[The records Boundary: Start]
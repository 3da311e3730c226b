use anyhow::Result;
use clap::Parser;
use tracing_subscriber::EnvFilter;

use drone_mission::{cli, Config, SqliteDroneRepository};

fn main() -> Result<()> {
    dotenvy::dotenv().ok();
    let cli = cli::Cli::parse();
    let mut config = Config::from_env()?;
    if let Some(db) = cli.db {
        config.db_path = db;
    }

    tracing_subscriber::fmt()
        .with_env_filter(
            EnvFilter::try_from_default_env().unwrap_or_else(|_| EnvFilter::new(&config.log_level)),
        )
        .with_writer(std::io::stderr)
        .init();

    tracing::debug!(
        app = drone_mission::version::APP_NAME,
        version = drone_mission::VERSION,
        db = %config.db_path.display(),
        "starting"
    );

    // Create parent directory if it doesn't exist
    if let Some(parent) = config.db_path.parent() {
        if !parent.as_os_str().is_empty() {
            std::fs::create_dir_all(parent)?;
        }
    }

    let mut repo = SqliteDroneRepository::open(&config.db_path)?;
    cli::handle_command(cli.command, &mut repo, &config)?;
    repo.close()?;

    Ok(())
}
//! Single-purpose SQL builders.
//!
//! Each builder renders one statement kind plus the ordered list of values
//! bound to its `?` placeholders. Conditions passed to `filter` are raw SQL
//! fragments; values belong in `add_params`, never in the condition text.

use std::fmt;

use rusqlite::types::Value;

/// Rendered statement and its positional parameters.
pub trait Query {
    fn sql(&self) -> String;
    fn params(&self) -> &[Value];
}

#[derive(Debug, Clone, Copy, PartialEq, Eq, Default)]
pub enum Direction {
    #[default]
    Asc,
    Desc,
}

impl fmt::Display for Direction {
    fn fmt(&self, f: &mut fmt::Formatter<'_>) -> fmt::Result {
        match self {
            Direction::Asc => write!(f, "ASC"),
            Direction::Desc => write!(f, "DESC"),
        }
    }
}

fn extend_params<I, V>(target: &mut Vec<Value>, values: I)
where
    I: IntoIterator<Item = V>,
    V: Into<Value>,
{
    target.extend(values.into_iter().map(Into::into));
}

fn placeholders(count: usize) -> String {
    vec!["?"; count].join(",")
}

#[derive(Debug, Clone)]
pub struct SelectQuery {
    select: String,
    filter: Option<String>,
    order_by: Option<String>,
    params: Vec<Value>,
}

impl SelectQuery {
    /// `SELECT <columns> FROM <table>`. Pass `"*"` for every column.
    pub fn select(table: &str, columns: &str) -> Self {
        SelectQuery {
            select: format!("SELECT {} FROM {}", columns, table),
            filter: None,
            order_by: None,
            params: Vec::new(),
        }
    }

    pub fn filter(mut self, condition: &str) -> Self {
        self.filter = Some(format!("WHERE {}", condition));
        self
    }

    pub fn order_by(mut self, field: &str, direction: Direction) -> Self {
        self.order_by = Some(format!("ORDER BY {} {}", field, direction));
        self
    }

    pub fn add_params<I, V>(mut self, values: I) -> Self
    where
        I: IntoIterator<Item = V>,
        V: Into<Value>,
    {
        extend_params(&mut self.params, values);
        self
    }
}

impl Query for SelectQuery {
    fn sql(&self) -> String {
        let mut query = self.select.clone();
        for clause in [&self.filter, &self.order_by].into_iter().flatten() {
            query.push('\n');
            query.push_str(clause);
        }
        query
    }

    fn params(&self) -> &[Value] {
        &self.params
    }
}

#[derive(Debug, Clone)]
pub struct InsertQuery {
    head: String,
    values: String,
    params: Vec<Value>,
}

impl InsertQuery {
    /// `INSERT INTO <table> (<columns>) VALUES (?,…)` with one placeholder per column.
    pub fn insert_into(table: &str, columns: &[&str]) -> Self {
        InsertQuery {
            head: format!("INSERT INTO {} ({})", table, columns.join(",")),
            values: format!("VALUES ({})", placeholders(columns.len())),
            params: Vec::new(),
        }
    }

    pub fn values<I, V>(self, values: I) -> Self
    where
        I: IntoIterator<Item = V>,
        V: Into<Value>,
    {
        self.add_params(values)
    }

    pub fn add_params<I, V>(mut self, values: I) -> Self
    where
        I: IntoIterator<Item = V>,
        V: Into<Value>,
    {
        extend_params(&mut self.params, values);
        self
    }
}

impl Query for InsertQuery {
    fn sql(&self) -> String {
        format!("{} {}", self.head, self.values)
    }

    fn params(&self) -> &[Value] {
        &self.params
    }
}

#[derive(Debug, Clone)]
pub struct UpdateQuery {
    head: String,
    filter: Option<String>,
    params: Vec<Value>,
}

impl UpdateQuery {
    /// `UPDATE <table> SET c1 = ?, c2 = ?, …`
    pub fn update(table: &str, columns: &[&str]) -> Self {
        let assignments = columns
            .iter()
            .map(|column| format!("{} = ?", column))
            .collect::<Vec<_>>()
            .join(", ");
        UpdateQuery {
            head: format!("UPDATE {} SET {}", table, assignments),
            filter: None,
            params: Vec::new(),
        }
    }

    pub fn filter(mut self, condition: &str) -> Self {
        self.filter = Some(format!("WHERE {}", condition));
        self
    }

    /// Values bind in order: the SET columns first, then any filter placeholders.
    pub fn add_params<I, V>(mut self, values: I) -> Self
    where
        I: IntoIterator<Item = V>,
        V: Into<Value>,
    {
        extend_params(&mut self.params, values);
        self
    }
}

impl Query for UpdateQuery {
    fn sql(&self) -> String {
        match &self.filter {
            Some(filter) => format!("{}\n{}", self.head, filter),
            None => self.head.clone(),
        }
    }

    fn params(&self) -> &[Value] {
        &self.params
    }
}

#[derive(Debug, Clone)]
pub struct DeleteQuery {
    head: String,
    filter: Option<String>,
    params: Vec<Value>,
}

impl DeleteQuery {
    pub fn delete_from(table: &str) -> Self {
        DeleteQuery {
            head: format!("DELETE FROM {}", table),
            filter: None,
            params: Vec::new(),
        }
    }

    pub fn filter(mut self, condition: &str) -> Self {
        self.filter = Some(format!("WHERE {}", condition));
        self
    }

    pub fn add_params<I, V>(mut self, values: I) -> Self
    where
        I: IntoIterator<Item = V>,
        V: Into<Value>,
    {
        extend_params(&mut self.params, values);
        self
    }
}

impl Query for DeleteQuery {
    fn sql(&self) -> String {
        match &self.filter {
            Some(filter) => format!("{}\n{}", self.head, filter),
            None => self.head.clone(),
        }
    }

    fn params(&self) -> &[Value] {
        &self.params
    }
}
[The records Boundary: End]
The answer should reproduce each entry above in full.

Expected answer:
repository 3da311e3730c226b
use anyhow::Result;
use clap::Parser;
use tracing_subscriber::EnvFilter;

use drone_mission::{cli, Config, SqliteDroneRepository};

fn main() -> Result<()> {
    dotenvy::dotenv().ok();
    let cli = cli::Cli::parse();
    let mut config = Config::from_env()?;
    if let Some(db) = cli.db {
        config.db_path = db;
    }

    tracing_subscriber::fmt()
        .with_env_filter(
            EnvFilter::try_from_default_env().unwrap_or_else(|_| EnvFilter::new(&config.log_level)),
        )
        .with_writer(std::io::stderr)
        .init();

    tracing::debug!(
        app = drone_mission::version::APP_NAME,
        version = drone_mission::VERSION,
        db = %config.db_path.display(),
        "starting"
    );

    // Create parent directory if it doesn't exist
    if let Some(parent) = config.db_path.parent() {
        if !parent.as_os_str().is_empty() {
            std::fs::create_dir_all(parent)?;
        }
    }

    let mut repo = SqliteDroneRepository::open(&config.db_path)?;
    cli::handle_command(cli.command, &mut repo, &config)?;
    repo.close()?;

    Ok(())
}
//! Single-purpose SQL builders.
//!
//! Each builder renders one statement kind plus the ordered list of values
//! bound to its `?` placeholders. Conditions passed to `filter` are raw SQL
//! fragments; values belong in `add_params`, never in the condition text.

use std::fmt;

use rusqlite::types::Value;

/// Rendered statement and its positional parameters.
pub trait Query {
    fn sql(&self) -> String;
    fn params(&self) -> &[Value];
}

#[derive(Debug, Clone, Copy, PartialEq, Eq, Default)]
pub enum Direction {
    #[default]
    Asc,
    Desc,
}

impl fmt::Display for Direction {
    fn fmt(&self, f: &mut fmt::Formatter<'_>) -> fmt::Result {
        match self {
            Direction::Asc => write!(f, "ASC"),
            Direction::Desc => write!(f, "DESC"),
        }
    }
}

fn extend_params<I, V>(target: &mut Vec<Value>, values: I)
where
    I: IntoIterator<Item = V>,
    V: Into<Value>,
{
    target.extend(values.into_iter().map(Into::into));
}

fn placeholders(count: usize) -> String {
    vec!["?"; count].join(",")
}

#[derive(Debug, Clone)]
pub struct SelectQuery {
    select: String,
    filter: Option<String>,
    order_by: Option<String>,
    params: Vec<Value>,
}

impl SelectQuery {
    /// `SELECT <columns> FROM <table>`. Pass `"*"` for every column.
    pub fn select(table: &str, columns: &str) -> Self {
        SelectQuery {
            select: format!("SELECT {} FROM {}", columns, table),
            filter: None,
            order_by: None,
            params: Vec::new(),
        }
    }

    pub fn filter(mut self, condition: &str) -> Self {
        self.filter = Some(format!("WHERE {}", condition));
        self
    }

    pub fn order_by(mut self, field: &str, direction: Direction) -> Self {
        self.order_by = Some(format!("ORDER BY {} {}", field, direction));
        self
    }

    pub fn add_params<I, V>(mut self, values: I) -> Self
    where
        I: IntoIterator<Item = V>,
        V: Into<Value>,
    {
        extend_params(&mut self.params, values);
        self
    }
}

impl Query for SelectQuery {
    fn sql(&self) -> String {
        let mut query = self.select.clone();
        for clause in [&self.filter, &self.order_by].into_iter().flatten() {
            query.push('\n');
            query.push_str(clause);
        }
        query
    }

    fn params(&self) -> &[Value] {
        &self.params
    }
}

#[derive(Debug, Clone)]
pub struct InsertQuery {
    head: String,
    values: String,
    params: Vec<Value>,
}

impl InsertQuery {
    /// `INSERT INTO <table> (<columns>) VALUES (?,…)` with one placeholder per column.
    pub fn insert_into(table: &str, columns: &[&str]) -> Self {
        InsertQuery {
            head: format!("INSERT INTO {} ({})", table, columns.join(",")),
            values: format!("VALUES ({})", placeholders(columns.len())),
            params: Vec::new(),
        }
    }

    pub fn values<I, V>(self, values: I) -> Self
    where
        I: IntoIterator<Item = V>,
        V: Into<Value>,
    {
        self.add_params(values)
    }

    pub fn add_params<I, V>(mut self, values: I) -> Self
    where
        I: IntoIterator<Item = V>,
        V: Into<Value>,
    {
        extend_params(&mut self.params, values);
        self
    }
}

impl Query for InsertQuery {
    fn sql(&self) -> String {
        format!("{} {}", self.head, self.values)
    }

    fn params(&self) -> &[Value] {
        &self.params
    }
}

#[derive(Debug, Clone)]
pub struct UpdateQuery {
    head: String,
    filter: Option<String>,
    params: Vec<Value>,
}

impl UpdateQuery {
    /// `UPDATE <table> SET c1 = ?, c2 = ?, …`
    pub fn update(table: &str, columns: &[&str]) -> Self {
        let assignments = columns
            .iter()
            .map(|column| format!("{} = ?", column))
            .collect::<Vec<_>>()
            .join(", ");
        UpdateQuery {
            head: format!("UPDATE {} SET {}", table, assignments),
            filter: None,
            params: Vec::new(),
        }
    }

    pub fn filter(mut self, condition: &str) -> Self {
        self.filter = Some(format!("WHERE {}", condition));
        self
    }

    /// Values bind in order: the SET columns first, then any filter placeholders.
    pub fn add_params<I, V>(mut self, values: I) -> Self
    where
        I: IntoIterator<Item = V>,
        V: Into<Value>,
    {
        extend_params(&mut self.params, values);
        self
    }
}

impl Query for UpdateQuery {
    fn sql(&self) -> String {
        match &self.filter {
            Some(filter) => format!("{}\n{}", self.head, filter),
            None => self.head.clone(),
        }
    }

    fn params(&self) -> &[Value] {
        &self.params
    }
}

#[derive(Debug, Clone)]
pub struct DeleteQuery {
    head: String,
    filter: Option<String>,
    params: Vec<Value>,
}

impl DeleteQuery {
    pub fn delete_from(table: &str) -> Self {
        DeleteQuery {
            head: format!("DELETE FROM {}", table),
            filter: None,
            params: Vec::new(),
        }
    }

    pub fn filter(mut self, condition: &str) -> Self {
        self.filter = Some(format!("WHERE {}", condition));
        self
    }

    pub fn add_params<I, V>(mut self, values: I) -> Self
    where
        I: IntoIterator<Item = V>,
        V: Into<Value>,
    {
        extend_params(&mut self.params, values);
        self
    }
}

impl Query for DeleteQuery {
    fn sql(&self) -> String {
        match &self.filter {
            Some(filter) => format!("{}\n{}", self.head, filter),
            None => self.head.clone(),
        }
    }

    fn params(&self) -> &[Value] {
        &self.params
    }
}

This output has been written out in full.